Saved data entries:
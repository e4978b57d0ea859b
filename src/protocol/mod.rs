//! Message-level types shared by the transport and its callers.
//!
//! # Wire Overview
//!
//! | Direction | Frame | Content |
//! |-----------|-------|---------|
//! | Local → Remote | Binary | UTF-8 text + `\r\n` |
//! | Remote → Local | Text or Binary | Delivered verbatim as text |
//!
//! # Modules
//!
//! | Module | Description |
//! |--------|-------------|
//! | `decode` | Inbound payload decoding |
//! | `event` | Sink notifications and listener event kinds |
//! | `framing` | Outbound line framing |

// ============================================================================
// Submodules
// ============================================================================

/// Inbound payload decoding.
pub mod decode;

/// Sink notifications and listener event kinds.
pub mod event;

/// Outbound line framing.
pub mod framing;

// ============================================================================
// Re-exports
// ============================================================================

pub use decode::{Blob, Decoded, InboundPayload, decode, decode_bytes};
pub use event::{EventKind, EventSink, OutputEvent};
pub use framing::{LINE_TERMINATOR, OutboundData, frame};
//! Line-based chat client over the transport.
//!
//! Demonstrates:
//! - Building a transport with a channel sink
//! - Registering an open listener that greets the server
//! - Forwarding stdin lines as CRLF-terminated frames
//! - Closing with `/quit`
//!
//! Usage:
//!   cargo run --example chat_client -- ws://127.0.0.1:6667/chat
//!   cargo run --example chat_client -- ws://127.0.0.1:6667/chat --nick alice
//!   cargo run --example chat_client -- ws://127.0.0.1:6667/chat --debug

// ============================================================================
// Imports
// ============================================================================

use std::time::Duration;

use chat_transport::{EventKind, OutputEvent, Result, Transport, TransportConfig};
use tokio::io::{AsyncBufReadExt, BufReader};
use tracing_subscriber::EnvFilter;

// ============================================================================
// Constants
// ============================================================================

const DEFAULT_ADDRESS: &str = "ws://127.0.0.1:6667/chat";
const QUIT_COMMAND: &str = "/quit";

// ============================================================================
// Args
// ============================================================================

#[derive(Debug, Clone)]
struct Args {
    address: String,
    nick: Option<String>,
    debug: bool,
}

impl Args {
    fn parse() -> Self {
        Self::from_args(std::env::args().skip(1).collect())
    }

    fn from_args(args: Vec<String>) -> Self {
        let nick_at = args.iter().position(|a| a == "--nick");
        let nick = nick_at.and_then(|i| args.get(i + 1)).cloned();

        // First positional argument; a bad address is reported by the transport
        let address = args
            .iter()
            .enumerate()
            .find(|&(i, a)| !a.starts_with("--") && nick_at.is_none_or(|n| i != n + 1))
            .map(|(_, a)| a.clone())
            .unwrap_or_else(|| DEFAULT_ADDRESS.to_owned());

        Self {
            address,
            nick,
            debug: args.iter().any(|a| a == "--debug"),
        }
    }
}

fn init_logging(debug: bool) {
    let filter = if debug {
        "chat_transport=trace"
    } else {
        "chat_transport=info"
    };

    tracing_subscriber::fmt()
        .with_env_filter(EnvFilter::new(filter))
        .with_target(false)
        .init();
}

// ============================================================================
// Main
// ============================================================================

#[tokio::main]
async fn main() {
    let args = Args::parse();
    init_logging(args.debug);

    if let Err(e) = run(args).await {
        eprintln!("\n[ERROR] {e}");
        std::process::exit(1);
    }
}

async fn run(args: Args) -> Result<()> {
    println!("=== Chat Client: {} ===\n", args.address);

    let config = TransportConfig::new()
        .with_connect_timeout(Duration::from_secs(10))
        .with_close_timeout(Duration::from_secs(2));
    let (transport, mut events) = Transport::builder().config(config).build_channel()?;

    transport.connect(args.address.as_str());

    if let Some(nick) = args.nick {
        transport.on(EventKind::Open, move |ctx| {
            ctx.write(format!("NICK {nick}"));
            ctx.write(format!("USER {nick} 0 * :{nick}"));
        });
    }

    let mut lines = BufReader::new(tokio::io::stdin()).lines();
    let mut stdin_open = true;

    loop {
        tokio::select! {
            event = events.recv() => {
                let Some(event) = event else { break };
                match event {
                    OutputEvent::Connected => println!("[connected]"),
                    OutputEvent::Sent(line) => println!("> {line}"),
                    OutputEvent::Received(line) => print!("< {line}"),
                    OutputEvent::Errored => println!("[error]"),
                    OutputEvent::Closed => {
                        println!("[closed]");
                        break;
                    }
                }
            }

            line = lines.next_line(), if stdin_open => {
                match line? {
                    Some(line) if line.trim() == QUIT_COMMAND => transport.close(),
                    Some(line) => {
                        if let Err(e) = transport.try_write(line) {
                            println!("[not sent: {e}]");
                        }
                    }
                    None => {
                        stdin_open = false;
                        transport.close();
                    }
                }
            }
        }
    }

    Ok(())
}

// ============================================================================
// Tests
// ============================================================================
//! Outbound line framing.
//!
//! Every application message travels as one line: its text followed by
//! `\r\n`, encoded as UTF-8 and sent as a single binary WebSocket frame.
//! The peer splits its byte stream on the same terminator. Inbound frames
//! are never stripped.

// ============================================================================
// Imports
// ============================================================================

use std::borrow::Cow;

// ============================================================================
// Constants
// ============================================================================

/// Terminator appended to every outbound message.
pub const LINE_TERMINATOR: &str = "\r\n";

// ============================================================================
// OutboundData
// ============================================================================

/// Payload accepted by [`Transport::write`](crate::Transport::write).
#[derive(Debug, Clone, PartialEq, Eq)]
pub enum OutboundData {
    /// UTF-8 text.
    Text(String),
    /// Raw bytes, framed by their lossy UTF-8 text.
    Binary(Vec<u8>),
}

impl OutboundData {
    /// Textual representation used for the `Sent` notification and the wire.
    #[must_use]
    pub fn as_text(&self) -> Cow<'_, str> {
        match self {
            Self::Text(text) => Cow::Borrowed(text),
            Self::Binary(bytes) => String::from_utf8_lossy(bytes),
        }
    }
}

impl From<String> for OutboundData {
    fn from(text: String) -> Self {
        Self::Text(text)
    }
}

impl From<&str> for OutboundData {
    fn from(text: &str) -> Self {
        Self::Text(text.to_owned())
    }
}

impl From<Vec<u8>> for OutboundData {
    fn from(bytes: Vec<u8>) -> Self {
        Self::Binary(bytes)
    }
}

impl From<&[u8]> for OutboundData {
    fn from(bytes: &[u8]) -> Self {
        Self::Binary(bytes.to_vec())
    }
}

// ============================================================================
// Framing
// ============================================================================

/// Frames one message: `text` followed by CRLF, as UTF-8 bytes.
#[must_use]
pub fn frame(text: &str) -> Vec<u8> {
    let mut buf = Vec::with_capacity(text.len() + LINE_TERMINATOR.len());
    buf.extend_from_slice(text.as_bytes());
    buf.extend_from_slice(LINE_TERMINATOR.as_bytes());
    buf
}

// ============================================================================
// Tests
// ============================================================================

What is being asked:
Search the data above for "tokio" and copy every line where it turns up.

Task answer:
use tokio::io::{AsyncBufReadExt, BufReader};
#[tokio::main]
    let mut lines = BufReader::new(tokio::io::stdin()).lines();
        tokio::select! {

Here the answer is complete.